Ben nodded. It was possible, even probable, that Genna Gregory left the garage minutes before Za
ck arrived. In her statement, Gregory claimed she was on the road home by eight. Unfortunately, the surveillance video only recorded cars entering the garage. One way in, another way out. That was a foolish mistake on the hotel’s part, Ben thought, but unless some other evidence surfaced, it was impossible to know for sure when Genna Gregory left Hot Springs.
In her statement, Zelda Carlisle claimed she had fallen asleep in her room only to be awakened by those “horrible sirens.” No one had yet corroborated her story about her whereabouts at the time of Carlisle’s accident.
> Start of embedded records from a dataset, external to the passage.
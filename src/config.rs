//! Volume chart settings.
//!
//! Groups the caller-side choices that shape a volume chart: which muscle
//! groups to show, how to scale them, and which weekday starts a week.
//! Deserializable so a client can ship them alongside user preferences.

use chrono::{NaiveDate, Weekday};
use serde::{Deserialize, Serialize};

use crate::analytics::{volume_for_range, VolumeSeries};
use crate::models::{DateRange, Session, DEFAULT_MUSCLE_GROUPS};

/// Settings for weekly volume charts.
#[derive(Debug, Clone, PartialEq, Serialize, Deserialize)]
#[serde(rename_all = "camelCase", default)]
pub struct VolumeConfig {
    /// Muscle groups shown, in display order.
    pub muscle_groups: Vec<String>,
    /// Divisor applied for display (1000 = tonnes from kg).
    pub display_divisor: f64,
    /// First day of a chart week.
    pub week_start: Weekday,
}

impl Default for VolumeConfig {
    fn default() -> Self {
        Self {
            muscle_groups: DEFAULT_MUSCLE_GROUPS.iter().map(|g| g.to_string()).collect(),
            display_divisor: 1000.0,
            week_start: Weekday::Mon,
        }
    }
}

impl VolumeConfig {
    /// Replaces the muscle-group vocabulary.
    pub fn with_muscle_groups<I, S>(mut self, groups: I) -> Self
    where
        I: IntoIterator<Item = S>,
        S: Into<String>,
    {
        self.muscle_groups = groups.into_iter().map(Into::into).collect();
        self
    }

    /// Sets the display divisor.
    pub fn with_display_divisor(mut self, divisor: f64) -> Self {
        self.display_divisor = divisor;
        self
    }

    /// Sets the first weekday.
    pub fn with_week_start(mut self, week_start: Weekday) -> Self {
        self.week_start = week_start;
        self
    }

    /// The chart week containing `date`.
    pub fn week_containing(&self, date: NaiveDate) -> DateRange {
        DateRange::week_of(date, self.week_start)
    }

    /// Exact volume over `range` for the configured groups.
    pub fn aggregate(&self, sessions: &[Session], range: &DateRange) -> VolumeSeries {
        volume_for_range(sessions, range, self.muscle_groups.as_slice())
    }

    /// Volume for the week containing `date`, scaled for display.
    pub fn weekly_display(&self, sessions: &[Session], date: NaiveDate) -> VolumeSeries {
        self.aggregate(sessions, &self.week_containing(date))
            .scaled(self.display_divisor)
    }
}

#[cfg(test)]
mod tests {
    use super::*;
    use crate::models::Exercise;

    fn date(y: i32, m: u32, d: u32) -> NaiveDate {
        NaiveDate::from_ymd_opt(y, m, d).unwrap()
    }

    #[test]
    fn test_defaults() {
        let cfg = VolumeConfig::default();
        assert_eq!(cfg.muscle_groups, DEFAULT_MUSCLE_GROUPS);
        assert_eq!(cfg.week_start, Weekday::Mon);
        assert!((cfg.display_divisor - 1000.0).abs() < 1e-10);
    }

    #[test]
    fn test_deserialize_partial() {
        let cfg: VolumeConfig =
            serde_json::from_str(r#"{"muscleGroups": ["Chest", "Back"], "weekStart": "Sun"}"#)
                .unwrap();
        assert_eq!(cfg.muscle_groups, vec!["Chest", "Back"]);
        assert_eq!(cfg.week_start, Weekday::Sun);
        assert!((cfg.display_divisor - 1000.0).abs() < 1e-10); // default kept
    }

    #[test]
    fn test_week_containing() {
        let cfg = VolumeConfig::default().with_week_start(Weekday::Sun);
        let week = cfg.week_containing(date(2024, 1, 3));
        assert_eq!(week.start, date(2023, 12, 31));
        assert_eq!(week.end, date(2024, 1, 6));
    }

    #[test]
    fn test_weekly_display() {
        let cfg = VolumeConfig::default()
            .with_muscle_groups(["Chest", "Arms"])
            .with_display_divisor(100.0);
        let sessions = vec![
            Session::new(date(2024, 1, 2))
                .with_exercise(Exercise::new("Bench", "Chest").with_set(100.0, 5)),
            Session::new(date(2024, 1, 9))
                .with_exercise(Exercise::new("Bench", "Chest").with_set(100.0, 5)),
        ];

        let series = cfg.weekly_display(&sessions, date(2024, 1, 4));
        assert_eq!(series.len(), 2);
        assert!((series.get("Chest").unwrap() - 5.0).abs() < 1e-10);
        assert_eq!(series.get("Arms"), Some(0.0));
    }

    #[test]
    fn test_week_containing_at_date_limits() {
        let cfg = VolumeConfig::default();
        assert!(cfg.week_containing(NaiveDate::MIN).contains(NaiveDate::MIN));
        assert!(cfg.week_containing(NaiveDate::MAX).contains(NaiveDate::MAX));

        let sessions = vec![Session::new(NaiveDate::MAX)
            .with_exercise(Exercise::new("Bench", "Chest").with_set(100.0, 5))];
        let series = cfg.weekly_display(&sessions, NaiveDate::MAX);
        assert!((series.get("Chest").unwrap() - 0.5).abs() < 1e-10);
        assert!(cfg.weekly_display(&sessions, NaiveDate::MIN).is_zero());
    }
}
But that didn’t mean she was guilty.
If he wanted to make sure Rian and her friends didn’t get hauled in for a murder rap they didn’t commit, he had to come up with something more than a hunch.
Chapter Twenty-Seven
“No offense, Amy, but your story makes my head hurt,” Genna said. “This Beck dude was in a buying war with Zack over FEMA trailers? Can you imagine that?”
“I don’t think Zack knew about Beck’s plan or vice versa,” Amy said. “I think Zack and Beck shared bad timing.”
Genna, Rian, and Zelda were back and crowded around the little table in the hospital room. She was trying to track their conversation, but, as usual, it was bouncing around the circle. What she needed was Mitch Miller’s bouncing ball to follow along.
Good drugs. Did she say that out loud? No one seemed to notice.
Genna poured lukewarm beer she had smuggled in via her purse into three Styrofoam cups. “You don’t get one, Amy. You’re already juiced,” she said with a swift smile.
Rian ripped open a bag of Fritos from the vending machine, stuffing several in her mouth at once. “Maybe Zack overheard a conversation at the bar when he was there,” she mumbled. “Maybe that’s where he got the idea of using the trailers at the tower sites in the first place.”
Genna burped.
“Excuse you,” Zelda said.
“Yes, ma’am,” Genna responded and burped again.